Let’s review the facts and analyze the holding in each of the three cases.

The Hamdi case

Hamdi was captured on the battlefield in Afghanistan and, along with hundreds of Taliban and al-Qaeda members, was transferred to the Pentagon’s base at Guantanamo Bay, Cuba. The president and the Pentagon took the position that the Geneva Convention did not apply to the prisoners at Guantanamo and that the Pentagon’s treatment of such detainees was beyond the jurisdiction of the U.S. Constitution and the U.S. federal courts.

Upon discovering that Hamdi was an American citizen, the Pentagon transferred him to a military brig in South Carolina. Claiming that he was an “enemy combatant,” the Pentagon denied Hamdi due process of law, the right to an attorney, a jury trial, habeas corpus, and any access to the federal court system whatsoever, despite the fact that all these rights are guaranteed in the Fourth, Fifth, and Sixth Amendments to the Constitution, which is the supreme law of the land.

Hamdi’s father filed a petition for writ of habeas corpus, a judicial remedy that is guaranteed by the Constitution; its history stretches back to medieval England.
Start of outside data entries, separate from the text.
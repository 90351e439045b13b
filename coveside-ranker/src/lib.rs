//! Relevance ranking for Coveside content.
//!
//! The crate provides the two concrete rankers of the engine:
//! - **Related content** pairs a reference blog post with the rest of the
//!   published pool, scoring shared category, audiences, and seasons
//!   (weights 3/2/1) and dropping candidates below a minimum score.
//! - **Property matching** ranks the rental portfolio against a
//!   hand-authored [`TopicProfile`](coveside_core::TopicProfile), scoring
//!   location focus, a distance threshold, activities, and features
//!   (weights 30/20/10/5) with no minimum-score filter.
//!
//! Both build on the `Scorer` trait and ranking pipeline from
//! `coveside-core` and expose breakdown types that explain a score for UI
//! transparency.
//!
//! # Examples
//!
//! ```
//! use coveside_core::{ContentItem, RankOptions};
//! use coveside_ranker::rank_related;
//!
//! let reference = ContentItem::new("r", "Reference", "r").with_category("nature");
//! let pool = vec![
//!     reference.clone(),
//!     ContentItem::new("a", "A", "a").with_category("nature"),
//! ];
//! let ranked = rank_related(&reference, &pool, &RankOptions::default());
//! assert_eq!(ranked[0].score, 3);
//! ```

#![forbid(unsafe_code)]

use coveside_core::Score;

mod error;
mod property;
mod related;

pub use error::WeightsError;
pub use property::{
    DistanceVerdict, PropertyBreakdown, PropertyMatchScorer, PropertyWeights,
    rank_properties_for_profile, rank_properties_in, rank_properties_with,
};
pub use related::{
    RelatedBreakdown, RelatedContentScorer, RelatedWeights, rank_related, rank_related_by_id,
    rank_related_in, rank_related_with,
};

/// Convert a match count into its weighted contribution, saturating on the
/// (unrealistic) overflow paths rather than wrapping.
pub(crate) fn per_match(count: usize, weight: Score) -> Score {
    Score::try_from(count)
        .unwrap_or(Score::MAX)
        .saturating_mul(weight)
}
//! Test-only, in-memory `ContentStore` implementation used by unit and
//! behaviour tests.

use crate::{ContentItem, ContentStore, Property};

/// In-memory `ContentStore` used in tests.
///
/// The store returns items in insertion order and performs no filtering;
/// callers are expected to insert published posts newest-first, matching
/// the contract of [`ContentStore`].
#[derive(Default, Debug)]
pub struct MemoryCatalogue {
    posts: Vec<ContentItem>,
    properties: Vec<Property>,
}

impl MemoryCatalogue {
    /// Create a store containing the given posts.
    pub fn with_posts<I>(posts: I) -> Self
    where
        I: IntoIterator<Item = ContentItem>,
    {
        Self {
            posts: posts.into_iter().collect(),
            properties: Vec::new(),
        }
    }

    /// Create a store containing the given properties.
    pub fn with_properties<I>(properties: I) -> Self
    where
        I: IntoIterator<Item = Property>,
    {
        Self {
            posts: Vec::new(),
            properties: properties.into_iter().collect(),
        }
    }

    /// Add posts while returning `self` for chaining.
    #[must_use]
    pub fn and_posts<I>(mut self, posts: I) -> Self
    where
        I: IntoIterator<Item = ContentItem>,
    {
        self.posts.extend(posts);
        self
    }

    /// Add properties while returning `self` for chaining.
    #[must_use]
    pub fn and_properties<I>(mut self, properties: I) -> Self
    where
        I: IntoIterator<Item = Property>,
    {
        self.properties.extend(properties);
        self
    }
}

impl ContentStore for MemoryCatalogue {
    fn published_posts(&self) -> Box<dyn Iterator<Item = ContentItem> + Send + '_> {
        Box::new(self.posts.iter().cloned())
    }

    fn properties(&self) -> Box<dyn Iterator<Item = Property> + Send + '_> {
        Box::new(self.properties.iter().cloned())
    }
}
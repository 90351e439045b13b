//! Facade crate for the Coveside content-relevance engine.
//!
//! This crate re-exports the core domain types and the concrete rankers so
//! applications can depend on a single crate. Catalogue loading lives in
//! `coveside-data`; the `coveside` binary in `coveside-cli` exercises the
//! whole stack offline.

#![forbid(unsafe_code)]

pub use coveside_core::{
    ContentItem, ContentStore, ContentTags, Property, PropertyTags, RankOptions, Score, Scored,
    Scorer, TopicProfile, TravelEstimate, rank_candidates, rank_scored,
};

pub use coveside_ranker::{
    DistanceVerdict, PropertyBreakdown, PropertyMatchScorer, PropertyWeights, RelatedBreakdown,
    RelatedContentScorer, RelatedWeights, WeightsError, rank_properties_for_profile,
    rank_properties_in, rank_properties_with, rank_related, rank_related_by_id, rank_related_in,
    rank_related_with,
};
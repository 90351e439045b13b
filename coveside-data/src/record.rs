//! Raw catalogue records as they appear on disk.
//!
//! These DTOs are the single normalisation boundary between the catalogue
//! files and the domain types: classification arrays default to empty when
//! a field is absent, so downstream code never sees a missing collection.
//! Conversion into the core types is total.

use std::collections::BTreeMap;

use coveside_core::{ContentItem, Property, TopicProfile};
use geo::Coord;
use serde::Deserialize;

/// One blog post as stored in `posts.json`.
#[derive(Debug, Clone, Deserialize)]
pub struct PostRecord {
    /// Unique identifier.
    pub id: String,
    /// Display title.
    pub title: String,
    /// URL slug.
    pub slug: String,
    /// Teaser text, if any.
    #[serde(default)]
    pub excerpt: Option<String>,
    /// ISO-8601 publication date; absent for drafts.
    #[serde(default)]
    pub published_date: Option<String>,
    /// Category identifier, if classified.
    #[serde(default)]
    pub category_id: Option<String>,
    /// Audience classification ids.
    #[serde(default)]
    pub audience_ids: Vec<String>,
    /// Season classification ids.
    #[serde(default)]
    pub season_ids: Vec<String>,
}

impl From<PostRecord> for ContentItem {
    fn from(record: PostRecord) -> Self {
        Self {
            id: record.id,
            title: record.title,
            slug: record.slug,
            excerpt: record.excerpt,
            published: record.published_date,
            category_id: record.category_id,
            audience_ids: record.audience_ids,
            season_ids: record.season_ids,
        }
    }
}

/// WGS84 coordinates as stored in the catalogue.
#[derive(Debug, Clone, Copy, PartialEq, Deserialize)]
pub struct CoordRecord {
    /// Latitude in degrees.
    pub lat: f64,
    /// Longitude in degrees.
    pub lng: f64,
}

impl From<CoordRecord> for Coord<f64> {
    fn from(record: CoordRecord) -> Self {
        Self {
            x: record.lng,
            y: record.lat,
        }
    }
}

/// One rental property as stored in `properties.json`.
#[derive(Debug, Clone, Deserialize)]
pub struct PropertyRecord {
    /// Unique identifier.
    pub id: String,
    /// Display title.
    pub title: String,
    /// URL slug.
    pub slug: String,
    /// Location classification tags.
    #[serde(default)]
    pub location_tags: Vec<String>,
    /// Travel time from the town focus point, in minutes.
    pub distance_from_town: f64,
    /// Surveyed coordinates, when available.
    #[serde(default)]
    pub coordinates: Option<CoordRecord>,
    /// Feature tags.
    #[serde(default)]
    pub feature_tags: Vec<String>,
    /// Activities reachable from the property.
    #[serde(default)]
    pub nearby_activities: Vec<String>,
    /// Maximum number of guests.
    #[serde(default)]
    pub max_guests: u32,
    /// Number of bedrooms.
    #[serde(default)]
    pub bedrooms: u32,
}

impl From<PropertyRecord> for Property {
    fn from(record: PropertyRecord) -> Self {
        Self {
            id: record.id,
            title: record.title,
            slug: record.slug,
            location_tags: record.location_tags,
            distance_from_town: record.distance_from_town,
            coordinates: record.coordinates.map(Into::into),
            feature_tags: record.feature_tags,
            nearby_activities: record.nearby_activities,
            max_guests: record.max_guests,
            bedrooms: record.bedrooms,
        }
    }
}

/// One topic profile as stored in `profiles.json`.
#[derive(Debug, Clone, Default, Deserialize)]
pub struct ProfileRecord {
    /// Location tags the topic is anchored to.
    #[serde(default)]
    pub location_focus: Vec<String>,
    /// Activities the topic writes about.
    #[serde(default)]
    pub activity_tags: Vec<String>,
    /// Property features the topic's readers value.
    #[serde(default)]
    pub ideal_features: Vec<String>,
    /// Maximum acceptable travel time from town, in minutes.
    #[serde(default)]
    pub max_distance_from_focus: Option<f64>,
}

impl From<ProfileRecord> for TopicProfile {
    fn from(record: ProfileRecord) -> Self {
        let mut profile = TopicProfile::new()
            .with_location_focus(record.location_focus)
            .with_activity_tags(record.activity_tags)
            .with_ideal_features(record.ideal_features);
        if let Some(minutes) = record.max_distance_from_focus {
            profile = profile.with_max_distance(minutes);
        }
        profile
    }
}

/// Layout of `profiles.json`: a default profile plus per-topic entries.
#[derive(Debug, Clone, Default, Deserialize)]
pub struct ProfilesFile {
    /// Profile used for topics without a dedicated entry.
    #[serde(default)]
    pub default: ProfileRecord,
    /// Profiles keyed by topic slug.
    #[serde(default)]
    pub topics: BTreeMap<String, ProfileRecord>,
}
As legal scholars have long pointed out, the writ of habeas corpus is an essential keystone to a free society because it provides an innocent person the means by which to secure his liberty from wrongful detention. The writ is essentially an order issued by a judge to a person holding another person in custody to bring that person before the court and show cause why he shouldn’t be released. See:

Civil Liberty and the State: The Writ of Habeas Corpus (April 2002)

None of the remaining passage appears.